Describe the solution you'd like ALB Controller can ignore ingress with certificate failure and continue to reconcile other add/update/delete ingress actions.

Describe alternatives you've considered None

kishorj commented 3 years ago

@thanhma, do you use auto-discovery? If so, does the controller resume once you import new certificate for the domain under question?

thanhma commented 3 years ago

@kishorj

Yes, I use certificate auto-discovery. But if the certificate renewal takes time, or is not able to renew, it will affect reconciliation of other ingresses in the group.

jescarri commented 2 years ago

This also fails if the certificate ARN that is set on the ingress does not exists.

How to test:

Create an ingress and set the annotation for an non existent ACM Cert

alb.ingress.kubernetes.io/certificate-arn: .....

Controller logs will look like:

{"level":"error","ts":1637353847.5984075,"logger":"controller","msg":"Reconciler error","controller":"ingress","name":"blox-presto","namespace":"prd2150","error":"CertificateNotFound: Certificate 'arn:aws:acm:us-east-1:-REDACTED-:certificate/4REDACTEDdc' not found\n\tstatus code: 400, request id: XXXXX"}

The aws-load-balancer controller stops processing ANY updates to new or existing ingresses, we are running:
aws-load-balancer-controller:v2.2.4

jescarri commented 2 years ago

And I think is not related to ACM certificates, if any malformed ingress gets created in the cluster, the controller operation just halts.

This seems to be a regression, the alb-ingress-controller suffered from this and got fixed.

Let me know If I can help testing etc, @M00nF1sh tnx!.

M00nF1sh commented 2 years ago

@jescarri I don't think it's a regression since if the controller is behavior is always stop reconciliation if Ingress configuration is invalid.

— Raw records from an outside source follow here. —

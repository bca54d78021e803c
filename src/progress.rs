//! Progress display for plan execution

use colored::Colorize;
use declarative::{ApplyResult, Operation, ProgressCallback};
use indicatif::{ProgressBar, ProgressStyle};
use std::time::Duration;

/// Spinner that reports each operation as it completes
pub struct Spinner {
    pb: Option<ProgressBar>,
    kind: String,
    quiet: bool,
}

impl Spinner {
    pub fn new(quiet: bool) -> Self {
        Self {
            pb: None,
            kind: String::new(),
            quiet,
        }
    }

    fn println(&self, line: String) {
        match &self.pb {
            Some(pb) => pb.println(line),
            None => println!("{line}"),
        }
    }
}

impl ProgressCallback for Spinner {
    fn on_start(&mut self, kind: &str, count: usize) {
        self.kind = kind.to_string();
        if self.quiet {
            return;
        }

        let pb = ProgressBar::new(count as u64);
        if let Ok(style) =
            ProgressStyle::default_spinner().template("{spinner:.green} [{pos}/{len}] {msg}")
        {
            pb.set_style(style);
        }
        pb.enable_steady_tick(Duration::from_millis(100));
        self.pb = Some(pb);
    }

    fn on_operation_start(&mut self, op: &Operation) {
        if let Some(pb) = &self.pb {
            let verb = match op {
                Operation::Add(_) => "Installing",
                Operation::Remove(_) => "Removing",
            };
            pb.set_message(format!("{verb} {} {}", self.kind, op.record()));
        }
    }

    fn on_operation_complete(&mut self, op: &Operation, result: &ApplyResult) {
        let line = match result {
            ApplyResult::Added => format!("  {} {}", "+".green(), op.record()),
            ApplyResult::Removed => format!("  {} {}", "-".red(), op.record()),
            ApplyResult::Skipped { reason } => {
                format!("  {} {} {}", "⊘".dimmed(), op, format!("({reason})").dimmed())
            }
            ApplyResult::Failed { error } => {
                format!("  {} {}: {}", "✗".red(), op, error.red())
            }
        };
        if !self.quiet || !result.is_success() {
            self.println(line);
        }
        if let Some(pb) = &self.pb {
            pb.inc(1);
        }
    }

    fn on_finish(&mut self) {
        if let Some(pb) = self.pb.take() {
            pb.finish_and_clear();
        }
    }
}
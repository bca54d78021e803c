//! Provider and callback traits
//!
//! These traits keep the crate free of any knowledge about how sub-resources
//! are enumerated or changed, or how progress is shown.

use crate::plan::Operation;
use crate::record::Record;
use crate::types::ApplyResult;
use anyhow::Result;

/// Enumerates and changes the sub-resources behind one collection property
///
/// Implementations do the I/O; retries for transient failures belong here,
/// not in reconciliation.
pub trait Provider {
    /// Kind of sub-resource, for display (e.g. "toolchain")
    fn kind(&self) -> &'static str;

    /// List the sub-resources currently present
    ///
    /// May include noise; the normalizer filters it out.
    fn observe(&self) -> Result<Vec<Record>>;

    /// Create the sub-resource described by a normalized desired record
    fn add(&self, record: &Record) -> Result<()>;

    /// Delete the sub-resource described by a normalized observed record
    fn remove(&self, record: &Record) -> Result<()>;
}

impl<P: Provider + ?Sized> Provider for &P {
    fn kind(&self) -> &'static str {
        (**self).kind()
    }

    fn observe(&self) -> Result<Vec<Record>> {
        (**self).observe()
    }

    fn add(&self, record: &Record) -> Result<()> {
        (**self).add(record)
    }

    fn remove(&self, record: &Record) -> Result<()> {
        (**self).remove(record)
    }
}

/// Progress callback for plan execution
pub trait ProgressCallback {
    /// Called once before any operation runs
    fn on_start(&mut self, kind: &str, count: usize);

    /// Called when an operation starts
    fn on_operation_start(&mut self, op: &Operation);

    /// Called when an operation completes
    fn on_operation_complete(&mut self, op: &Operation, result: &ApplyResult);

    /// Called after the last operation
    fn on_finish(&mut self);
}

/// No-op progress callback
pub struct NoProgress;

impl ProgressCallback for NoProgress {
    fn on_start(&mut self, _kind: &str, _count: usize) {}
    fn on_operation_start(&mut self, _op: &Operation) {}
    fn on_operation_complete(&mut self, _op: &Operation, _result: &ApplyResult) {}
    fn on_finish(&mut self) {}
}
//! Publish-date interpretation and locale-aware calendar formatting.
//!
//! The backend sends `publish_at` either as text (RFC 3339, a naive
//! date-time, or a bare date) or as epoch milliseconds. Cards show only the
//! calendar date, in the viewer's UTC offset, using the date order and
//! separator conventional for the viewer's locale.

use crate::models::PublishAt;
use chrono::{DateTime, FixedOffset, NaiveDate, NaiveDateTime, TimeZone, Utc};
use tracing::debug;

/// Text shown in place of a date that cannot be interpreted.
pub const INVALID_DATE: &str = "Invalid Date";

/// Calendar layout for a locale.
#[derive(Debug, Clone, Copy, PartialEq, Eq, Default)]
pub enum DateStyle {
    /// `1/15/2024`
    #[default]
    MonthDayYear,
    /// `15/01/2024`
    DayMonthYearSlash,
    /// `15.01.2024`
    DayMonthYearDot,
    /// `2024-01-15`
    YearMonthDay,
    /// `2024/1/15`
    YearMonthDaySlash,
    /// `2024. 1. 15.`
    YearMonthDayDotted,
    /// `15-1-2024`
    DayMonthYearDash,
}

impl DateStyle {
    /// Pick a style from a locale tag such as `fr-FR`, `en_GB` or `de_DE.UTF-8`.
    ///
    /// Unknown tags fall back to [`DateStyle::MonthDayYear`].
    pub fn from_locale(tag: &str) -> Self {
        let tag = tag
            .split(['.', '@'])
            .next()
            .unwrap_or_default()
            .trim()
            .replace('_', "-")
            .to_ascii_lowercase();
        let lang = tag.split('-').next().unwrap_or_default();

        let style = match (lang, tag.as_str()) {
            (_, "en-us") | ("en", "en") => DateStyle::MonthDayYear,
            (_, "en-ca" | "fr-ca") => DateStyle::YearMonthDay,
            ("en", _) | ("fr" | "es" | "it" | "pt" | "el", _) => DateStyle::DayMonthYearSlash,
            ("de" | "ru" | "pl" | "cs" | "fi" | "nb" | "tr" | "uk", _) => {
                DateStyle::DayMonthYearDot
            }
            ("nl", _) => DateStyle::DayMonthYearDash,
            ("ja" | "zh", _) => DateStyle::YearMonthDaySlash,
            ("ko", _) => DateStyle::YearMonthDayDotted,
            ("sv" | "lt" | "iso", _) => DateStyle::YearMonthDay,
            _ => DateStyle::MonthDayYear,
        };
        debug!(%tag, ?style, "Resolved date style");
        style
    }

    pub fn format(self, date: NaiveDate) -> String {
        match self {
            DateStyle::MonthDayYear => date.format("%-m/%-d/%Y").to_string(),
            DateStyle::DayMonthYearSlash => date.format("%d/%m/%Y").to_string(),
            DateStyle::DayMonthYearDot => date.format("%d.%m.%Y").to_string(),
            DateStyle::YearMonthDay => date.format("%Y-%m-%d").to_string(),
            DateStyle::YearMonthDaySlash => date.format("%Y/%-m/%-d").to_string(),
            DateStyle::YearMonthDayDotted => date.format("%Y. %-m. %-d.").to_string(),
            DateStyle::DayMonthYearDash => date.format("%-d-%-m-%Y").to_string(),
        }
    }
}

/// Resolve a [`PublishAt`] to an instant.
///
/// Naive date-times are taken as wall-clock time in `offset`; bare dates as
/// UTC midnight. Returns `None` when nothing matches.
pub fn parse_publish_at(value: &PublishAt, offset: FixedOffset) -> Option<DateTime<Utc>> {
    match value {
        PublishAt::EpochMillis(ms) => DateTime::from_timestamp_millis(*ms),
        PublishAt::FractionalMillis(ms) if ms.is_finite() => {
            DateTime::from_timestamp_millis(ms.trunc() as i64)
        }
        PublishAt::FractionalMillis(_) | PublishAt::Other(_) => None,
        PublishAt::Text(text) => {
            let text = text.trim();
            if let Ok(dt) = DateTime::parse_from_rfc3339(text) {
                return Some(dt.with_timezone(&Utc));
            }
            for fmt in [
                "%Y-%m-%dT%H:%M:%S",
                "%Y-%m-%d %H:%M:%S",
                "%Y-%m-%dT%H:%M:%S%.f",
                "%Y-%m-%d %H:%M:%S%.f",
            ] {
                if let Ok(naive) = NaiveDateTime::parse_from_str(text, fmt) {
                    return offset
                        .from_local_datetime(&naive)
                        .single()
                        .map(|dt| dt.with_timezone(&Utc));
                }
            }
            NaiveDate::parse_from_str(text, "%Y-%m-%d")
                .ok()
                .and_then(|d| d.and_hms_opt(0, 0, 0))
                .map(|naive| naive.and_utc())
        }
    }
}

/// Format a publish timestamp as the viewer's calendar date.
///
/// A missing timestamp renders as [`INVALID_DATE`], like an unparseable one.
pub fn format_publish_date(
    value: Option<&PublishAt>,
    style: DateStyle,
    offset: FixedOffset,
) -> String {
    match value.and_then(|v| parse_publish_at(v, offset)) {
        Some(instant) => style.format(instant.with_timezone(&offset).date_naive()),
        None => {
            debug!(?value, "Unparseable publish_at");
            INVALID_DATE.to_string()
        }
    }
}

I'm assuming you are using IngressGroup, and the current behavior is if a single Ingress within IngressGroup contains invalid configuration, the entire IngressGroup will stop reconciliation, but other IngressGroups will be un-impacted(it would be a regression if other IngressGroups are impacted)

We do have plans to optimize this in the future, see https://github.com/kubernetes-sigs/aws-load-balancer-controller/issues/2349

jescarri commented 2 years ago

hrrm we are not using ingress-groups yet, so I guess all ingresses in the cluster are part of the default ingressGroup?

M00nF1sh commented 2 years ago

@jescarri No, by default ingresses didn't belong to any IngressGroup. So in your case a single non-exists cert prevents other ingress from reconcile? Let me do a test to confirm it.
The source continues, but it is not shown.